Compartir mensajes por Whatsapp es más rápido que pensar; cuando la lógica comunicacional supera a la lógica racional

Ahora es común y hasta normal,  que en las cadenas o chat de whatsapp, Telegram, Signal y otros sistemas de comunicación digitales, se compartan fotos, vídeos, memes, etc; en casi todos los casos, son de hechos que ocurrieron en los ámbitos públicos como espectáculos deportivos, conciertos, reuniones sociales y demás.

En este nuevo estilo, las personas socializamos nuestras vidas privadas con una #Selfie o grabamos con el teléfono ese momento que queremos perennizar y que, a su vez lo compartimos con todos en las redes.
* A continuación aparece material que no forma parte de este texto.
//! Encoder child process handle.
//!
//! Owns the OS process plus a bounded ring of its recent output lines.
//! Interrupt first, kill after a deadline: the encoder flushes the current
//! container file on SIGINT and exits cleanly.

use std::collections::VecDeque;
use std::process::{ExitStatus, Stdio};
use std::sync::{Arc, Mutex};
use std::time::{Duration, Instant};

use thiserror::Error;
use tokio::io::{AsyncBufReadExt, BufReader};
use tokio::process::{Child, Command};

use crate::command::EncoderCommand;

/// Lines of child output retained per source
pub const STDERR_RING_CAPACITY: usize = 256;

/// Shared tail of a child's stdout+stderr
pub type StderrRing = Arc<Mutex<VecDeque<String>>>;

#[derive(Debug, Error)]
pub enum LaunchError {
    #[error("encoder executable not found")]
    ExecutableNotFound,

    #[error("failed to launch encoder: {0}")]
    Io(#[from] std::io::Error),

    #[error("child already exited")]
    AlreadyExited,
}

/// Runtime state of one running encoder child
pub struct ChildHandle {
    child: Child,
    pid: u32,
    started_at: Instant,
    ring: StderrRing,
    exit_status: Option<ExitStatus>,
}

/// Push a line into a ring, evicting the oldest when full
fn ring_push(ring: &StderrRing, line: String) {
    let mut buf = match ring.lock() {
        Ok(buf) => buf,
        Err(poisoned) => poisoned.into_inner(),
    };
    if buf.len() == STDERR_RING_CAPACITY {
        buf.pop_front();
    }
    buf.push_back(line);
}

/// Copy out the last `n` lines of a ring
pub fn ring_tail(ring: &StderrRing, n: usize) -> Vec<String> {
    let buf = match ring.lock() {
        Ok(buf) => buf,
        Err(poisoned) => poisoned.into_inner(),
    };
    let skip = buf.len().saturating_sub(n);
    buf.iter().skip(skip).cloned().collect()
}

impl ChildHandle {
    /// Spawn the encoder and start draining its output into `ring`.
    ///
    /// stdout is captured the same way as stderr; it is normally empty.
    pub fn launch(cmd: &EncoderCommand, source_id: &str, ring: StderrRing) -> Result<Self, LaunchError> {
        let mut child = Command::new(&cmd.program)
            .args(&cmd.args)
            .stdin(Stdio::null())
            .stdout(Stdio::piped())
            .stderr(Stdio::piped())
            .spawn()
            .map_err(|e| {
                if e.kind() == std::io::ErrorKind::NotFound {
                    LaunchError::ExecutableNotFound
                } else {
                    LaunchError::Io(e)
                }
            })?;

        let pid = child.id().ok_or(LaunchError::AlreadyExited)?;

        if let Some(stderr) = child.stderr.take() {
            spawn_reader(stderr, source_id.to_string(), ring.clone());
        }
        if let Some(stdout) = child.stdout.take() {
            spawn_reader(stdout, source_id.to_string(), ring.clone());
        }

        Ok(Self {
            child,
            pid,
            started_at: Instant::now(),
            ring,
            exit_status: None,
        })
    }

    pub fn pid(&self) -> u32 {
        self.pid
    }

    pub fn started_at(&self) -> Instant {
        self.started_at
    }

    pub fn uptime(&self) -> Duration {
        self.started_at.elapsed()
    }

    /// Ask the encoder to flush and exit (SIGINT)
    pub fn signal_interrupt(&self) -> Result<(), LaunchError> {
        if self.exit_status.is_some() {
            return Err(LaunchError::AlreadyExited);
        }
        use nix::sys::signal::{kill, Signal};
        use nix::unistd::Pid;

        kill(Pid::from_raw(self.pid as i32), Signal::SIGINT)
            .map_err(|e| LaunchError::Io(std::io::Error::from_raw_os_error(e as i32)))
    }

    /// Force-kill without waiting
    pub fn signal_kill(&mut self) {
        let _ = self.child.start_kill();
    }

    /// Wait for exit; `None` when the deadline passes first
    pub async fn wait_deadline(&mut self, deadline: Duration) -> Option<ExitStatus> {
        match tokio::time::timeout(deadline, self.child.wait()).await {
            Ok(Ok(status)) => {
                self.exit_status = Some(status);
                Some(status)
            }
            Ok(Err(_)) | Err(_) => None,
        }
    }

    /// Wait for exit without a deadline
    pub async fn wait(&mut self) -> std::io::Result<ExitStatus> {
        let status = self.child.wait().await?;
        self.exit_status = Some(status);
        Ok(status)
    }

    /// Non-blocking liveness check
    pub fn is_alive(&mut self) -> bool {
        if self.exit_status.is_some() {
            return false;
        }
        match self.child.try_wait() {
            Ok(None) => true,
            Ok(Some(status)) => {
                self.exit_status = Some(status);
                false
            }
            Err(_) => false,
        }
    }

    pub fn exit_status(&self) -> Option<ExitStatus> {
        self.exit_status
    }

    /// Last `n` output lines
    pub fn output_tail(&self, n: usize) -> Vec<String> {
        ring_tail(&self.ring, n)
    }
}

impl Drop for ChildHandle {
    fn drop(&mut self) {
        if self.exit_status.is_none() {
            let _ = self.child.start_kill();
        }
    }
}

/// Drain one output pipe line-wise into the ring.
///
/// Error/warning lines are mirrored into the process log, matching the
/// encoder's own severity.
fn spawn_reader(
    pipe: impl tokio::io::AsyncRead + Unpin + Send + 'static,
    source_id: String,
    ring: StderrRing,
) {
    tokio::spawn(async move {
        let mut lines = BufReader::new(pipe).lines();
        while let Ok(Some(line)) = lines.next_line().await {
            let lowered = line.to_lowercase();
            if lowered.contains("error") {
                tracing::error!("{}: {}", source_id, line);
            } else if lowered.contains("warning") {
                tracing::warn!("{}: {}", source_id, line);
            }
            ring_push(&ring, line);
        }
    });
}

pub fn new_ring() -> StderrRing {
    Arc::new(Mutex::new(VecDeque::with_capacity(STDERR_RING_CAPACITY)))
}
En ese marco hemos visto momentos agradables graciosos, morbosos, desagradables y hasta crueles.

Depende del grupo con el que se comparta el diálogo y el debate que se plantea desde muchas lógicas dialécticas, pero en general la primera reacción es la de compartir con otros y esto se replica según quien acceda al vídeo o fotografía. Entonces la velocidad de los bytes supera al razonamiento humano. Así podemos interpretar el estudio de Sigmund Freud, sicólogo austríaco de origen judio-alemán, denominado: La teoría de la personalidad en su obra "La Interpretación de los Sueños" (1900). Según el modelo topográfico de la mente, ésta se divide en tres regiones: la incosciente, la preconsciente y la consciente.
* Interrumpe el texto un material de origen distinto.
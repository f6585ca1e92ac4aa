//! Persisted transcoder statistics.

use std::io::Write;
use std::path::{Path, PathBuf};

use serde::{Deserialize, Serialize};

use crate::error::TranscodeError;

/// Statistics file at the root of the recordings tree
pub const STATS_FILE: &str = ".transcoding_stats";

/// Cumulative counters, updated after every attempt
#[derive(Debug, Clone, Default, Serialize, Deserialize, PartialEq)]
pub struct TranscodingStats {
    pub files_transcoded: u64,
    pub files_failed: u64,
    pub space_saved_bytes: u64,
    pub total_original_bytes: u64,
    pub total_transcoded_bytes: u64,
    pub last_transcoded: Option<String>,
    pub last_error: Option<String>,
}

impl TranscodingStats {
    pub fn record_success(&mut self, original_size: u64, new_size: u64, at: chrono::DateTime<chrono::Utc>) {
        self.files_transcoded += 1;
        self.total_original_bytes += original_size;
        self.total_transcoded_bytes += new_size;
        self.space_saved_bytes += original_size.saturating_sub(new_size);
        self.last_transcoded = Some(at.to_rfc3339());
    }

    pub fn record_failure(&mut self, error: impl std::fmt::Display) {
        self.files_failed += 1;
        self.last_error = Some(error.to_string());
    }

    pub fn savings_percent(&self) -> f64 {
        if self.total_original_bytes == 0 {
            return 0.0;
        }
        self.space_saved_bytes as f64 / self.total_original_bytes as f64 * 100.0
    }

    fn path(base: &Path) -> PathBuf {
        base.join(STATS_FILE)
    }

    /// Load persisted stats, or start fresh when none exist
    pub fn load(base: &Path) -> Self {
        let path = Self::path(base);
        match std::fs::read_to_string(&path) {
            Ok(raw) => serde_json::from_str(&raw).unwrap_or_else(|e| {
                tracing::error!("unreadable stats file {}: {}", path.display(), e);
                Self::default()
            }),
            Err(_) => Self::default(),
        }
    }

    /// Persist atomically: tmp file, fsync, rename
    pub fn save(&self, base: &Path) -> Result<(), TranscodeError> {
        let path = Self::path(base);
        let tmp = base.join(".transcoding_stats.tmp");
        let payload = serde_json::to_vec_pretty(self)
            .map_err(|e| TranscodeError::Marker(e.to_string()))?;
        {
            let mut file = std::fs::File::create(&tmp)?;
            file.write_all(&payload)?;
            file.sync_all()?;
        }
        std::fs::rename(&tmp, &path)?;
        Ok(())
    }
}

#[cfg(test)]
mod tests {
    use super::*;
    use chrono::Utc;

    #[test]
    fn test_roundtrip() {
        let base = tempfile::tempdir().unwrap();
        let mut stats = TranscodingStats::default();
        stats.record_success(1000, 400, Utc::now());
        stats.record_failure("duration mismatch");

        stats.save(base.path()).unwrap();
        let loaded = TranscodingStats::load(base.path());
        assert_eq!(loaded, stats);
        assert_eq!(loaded.files_transcoded, 1);
        assert_eq!(loaded.files_failed, 1);
        assert_eq!(loaded.space_saved_bytes, 600);
        assert!(loaded.last_transcoded.is_some());
        assert_eq!(loaded.last_error.as_deref(), Some("duration mismatch"));
    }

    #[test]
    fn test_load_missing_is_default() {
        let base = tempfile::tempdir().unwrap();
        assert_eq!(TranscodingStats::load(base.path()), TranscodingStats::default());
    }

    #[test]
    fn test_savings_percent() {
        let mut stats = TranscodingStats::default();
        assert_eq!(stats.savings_percent(), 0.0);
        stats.record_success(1000, 600, Utc::now());
        assert!((stats.savings_percent() - 40.0).abs() < 0.01);
    }
}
"El inconsciente es el nivel más profundo de la mente. En él se ocultan pensamientos, impulsos, recuerdos y fantasías a las que resulta muy difícil acceder desde la consciencia. Esta parte de la mente está dirigida por el principio de placer y por los procesos primarios (la condensación y el desplazamiento), y la energía psíquica circula de forma libre."  https://psicologiaymente.net/psicologia/teoria-inconsciente-sigmund-freud

Con esta pequeña reflexión, podríamos interpretar el comportamiento humano cuando se trata de contenidos violentos en un entorno político como el que se vive en Ecuador, en redes como Twitter, donde se comparten por lo general estos vídeos o fotos de personajes vinculados a ex gobiernos, altos cargos de la administración pública y autoridades públicas en general.

El último vídeo que llama la atención es la agresión que sufrió Carlos Alvarado Espinel, gerente de una empresa de publicidad y hermano de Fernando y Vinicio; ambos hombres fuertes de la comunicación y propaganda política del ex gobierno correísta. En este vídeo corto grabado por algún curioso o quizás parte del grupo al que pertenecía el agresor, se escucha un diálogo confuso de los actores del conflicto y los testigos que tomaron partido a favor y en contra.
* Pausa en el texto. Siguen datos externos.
use std::collections::BTreeMap;
use std::path::Path;
use std::time::SystemTime;

use chrono::{DateTime, Local};
use serde::Serialize;

use crate::error::StorageError;
use crate::segment;

/// Per-source recording totals
#[derive(Debug, Clone, Serialize, Default)]
pub struct SourceStats {
    pub file_count: usize,
    pub total_bytes: u64,
    pub newest_file: Option<String>,
    pub newest_time: Option<String>,
    pub oldest_file: Option<String>,
    pub oldest_time: Option<String>,
}

/// Totals for the whole recordings tree
#[derive(Debug, Clone, Serialize, Default)]
pub struct RecordingStats {
    pub total_files: usize,
    pub total_bytes: u64,
    pub sources: BTreeMap<String, SourceStats>,
}

fn iso(t: SystemTime) -> String {
    DateTime::<Local>::from(t).to_rfc3339()
}

/// Walk the tree once and aggregate per-source file counts and sizes
pub fn recording_stats(base: &Path) -> Result<RecordingStats, StorageError> {
    let segments = segment::scan(base, None)?;
    let mut stats = RecordingStats::default();
    let mut extremes: BTreeMap<String, (SystemTime, SystemTime)> = BTreeMap::new();

    for seg in &segments {
        let name = seg
            .path
            .file_name()
            .map(|n| n.to_string_lossy().into_owned())
            .unwrap_or_default();
        let entry = stats.sources.entry(seg.source_id.clone()).or_default();
        entry.file_count += 1;
        entry.total_bytes += seg.size;
        stats.total_files += 1;
        stats.total_bytes += seg.size;

        let (newest, oldest) = extremes
            .entry(seg.source_id.clone())
            .or_insert((seg.modified, seg.modified));
        if seg.modified >= *newest {
            *newest = seg.modified;
            entry.newest_file = Some(name.clone());
            entry.newest_time = Some(iso(seg.modified));
        }
        if seg.modified <= *oldest {
            *oldest = seg.modified;
            entry.oldest_file = Some(name);
            entry.oldest_time = Some(iso(seg.modified));
        }
    }

    Ok(stats)
}

#[cfg(test)]
mod tests {
    use super::*;

    #[test]
    fn test_recording_stats() {
        let base = tempfile::tempdir().unwrap();
        let cam1 = base.path().join("cam1");
        let cam2 = base.path().join("cam2");
        std::fs::create_dir(&cam1).unwrap();
        std::fs::create_dir(&cam2).unwrap();
        std::fs::write(cam1.join("cam1_20230101_000000.mp4"), vec![0u8; 100]).unwrap();
        std::fs::write(cam1.join("cam1_20230101_001000.mp4"), vec![0u8; 50]).unwrap();
        std::fs::write(cam2.join("cam2_20230101_000000.mp4"), vec![0u8; 25]).unwrap();

        let stats = recording_stats(base.path()).unwrap();
        assert_eq!(stats.total_files, 3);
        assert_eq!(stats.total_bytes, 175);
        assert_eq!(stats.sources["cam1"].file_count, 2);
        assert_eq!(stats.sources["cam1"].total_bytes, 150);
        assert_eq!(stats.sources["cam2"].file_count, 1);
    }
}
Las imágenes son fuertes y revelan la violencia del hecho. Este vídeo fue reproducido por más de 20 mil veces solo en Twitter, quizás pueda multiplicarse en forma desmedida,  por cadenas de whatsapp y su impacto mediáctico se reflejará en las agendas informativas de los medios tradicionales, que tomarán como primera  fuente  las redes. Seguramente vendrán las consecuencias legales,  de quien o quienes se sientan afectados. Recordemos que ahora en el COIP, artículo 177  (Código Integral Penal del Ecuador), se castiga por estos hechos con prisión; dependiendo el tipo de delito y sus consecuencias. 

Sin juzgar las razones del agresor, ni mucho menos las del agredido; deberíamos reflexionar sobre nuestra tendencia a compartir todo tipo de informacion, vídeos, fotografías, etc.,  que nos llega.


El acto reflejo que nos impulsa a comunicarlo a nuestras amistades digitales, parece un acto natural y hasta inconsciente; sin embargo no se puede aceptar como algo natural  y humano. La nueva era del internet y de las redes sociales nos sorprendió  a los ecuatorianos como "analfabetos digitales" y no me refiero al desconocimiento de las herramientas ni a su uso electromecánico, sino al grado de conciencia y de inteligencia emocional que viene con la escencia de la persona humana, creada por un Ser Superior para los creyentes o, por un evolucionismo, para los escépticos.

Ante este hecho tan impactante, debemos reflexionar qué nos esta pasando en la era digital; hemos dejado de pensar, o estamos dejando de sentir. 

Estas dos interrogantes nos pueden aclarar la ética en la comunicación y, nos obliga mirar las fuentes de la bio-ética.